Digitization Helping Banks To Avoid Fraud
FinTech
Screening For Money Laundering And Sanctions
● Financial experts state at the global Money 2.0 Conference platform the majority of penalties for financial frauds come from money laundering.
● Smart transaction segmentation can help banks identify efforts at money laundering quickly and stay out of trouble. Banks will need fewer resources to apprehend criminal actors by reducing the frequency of false positive and negative notifications.
● Because of this, banks should turn to artificial intelligence (AI), which has the potential to turn segmentation into an effective anti-money laundering (AML) procedure that produces noticeable gains with complete transparency for model evaluation and avoid scam, suggests Money 2.0 Conference’s panelists.
● Banks can utilize AI systems to monitor activity from a broad, global view and link illegal actors together to eliminate false positive alarms and
Internal Fraud
● Contrary to expectations, questionable employee costs are more common.
● According to a few anti-spam experts who will attend the Winter Edition of Money 2.0 Conference, the global average loss from a single occurrence of professional fraud is $150,000.
● By identifying suspicious-looking costs, solutions that use AI or machine learning algorithms may analyze large data sets and identify trends that aid in eradicating the issue of workplace fraud.
Social & Identity Fraud
● Financial consumers want cutting-edge solutions for preserving their identity and maintaining secure access to banking services as fraudsters use increasingly sophisticated digital techniques.
● Financial organizations may create sophisticated systems that can match DNA sequences and support identity identification in various ways, from digital and physical signatures to biometric data recognition, using software solutions that employ deep learning algorithms.
● FinTech stalwarts at the Money 2.0 Conference suggested that if institutions combine these anti-fraud tools they can provide staff and consumers with a balance between usability and security.
Mobile Theft
● Spam in the mobile sector is nothing new says financial and tech advisors at the Money 2.0 Conference networking session. As mobile banking services increase, so make mobile device-based fraud efforts.
● By combining outdated tactics with modern technology or banking services, fraudsters are developing brand-new fraud schemes.
● Mobile remote deposit capture is used in 72% of portable banking fraud cases (RDC). RDC is a technology that enables remote check scanning and transmits the picture of the check to a bank for deposit through a secure Internet connection.

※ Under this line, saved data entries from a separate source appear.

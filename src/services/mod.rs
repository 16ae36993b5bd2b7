pub mod coercion;
pub mod fallback;
pub mod gemini_client;
pub mod prompt;
pub mod session_store;
pub mod transformation_gateway;
pub mod usage_ledger;
pub mod user_store;
pub mod validator;

pub use coercion::{coerce, strip_code_fences, CoercionError};
pub use fallback::{fallback, select_entry, FallbackEntry, DEFAULT_ENTRY, FALLBACK_TABLE};
pub use gemini_client::{GeminiClient, GeminiConfig, TextModel};
pub use prompt::transformation_prompt;
pub use session_store::{
    MemorySessionStore, RedisSessionStore, SessionStore, ANONYMOUS_USAGE_CAP,
    DEFAULT_SESSION_LIMIT,
};
pub use transformation_gateway::{
    FallbackReason, ResultSource, TransformOutcome, TransformationGateway,
};
pub use usage_ledger::{MemoryUsageStore, RedisUsageStore, UsageLimits, UsageStore};
pub use user_store::{MemoryUserStore, RedisUserStore, UserStore};
pub use validator::{validate_email, RequestValidator, ValidationError, DEFAULT_MAX_INPUT_CHARS};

● However, financial institutions are taking advantage of the widespread use of mobile devices by integrating them into their staff and customer identification systems.
Credit Card Fraud
● This kind of fraud is widespread, but emerging risk management technologies that use machine learning algorithms give hope for a solution as can be concluded from the global finance summit- the Money 2.0 Conference.
● Financial institutions formerly relied on linear algorithms to distinguish between legitimate and questionable transactions. Banks now use more sophisticated algorithms to distinguish between legitimate and possibly fraudulent transactions.
● Positive transactions are put in the fast lane, and consumers who seem more troublesome are subject to more complex algorithms.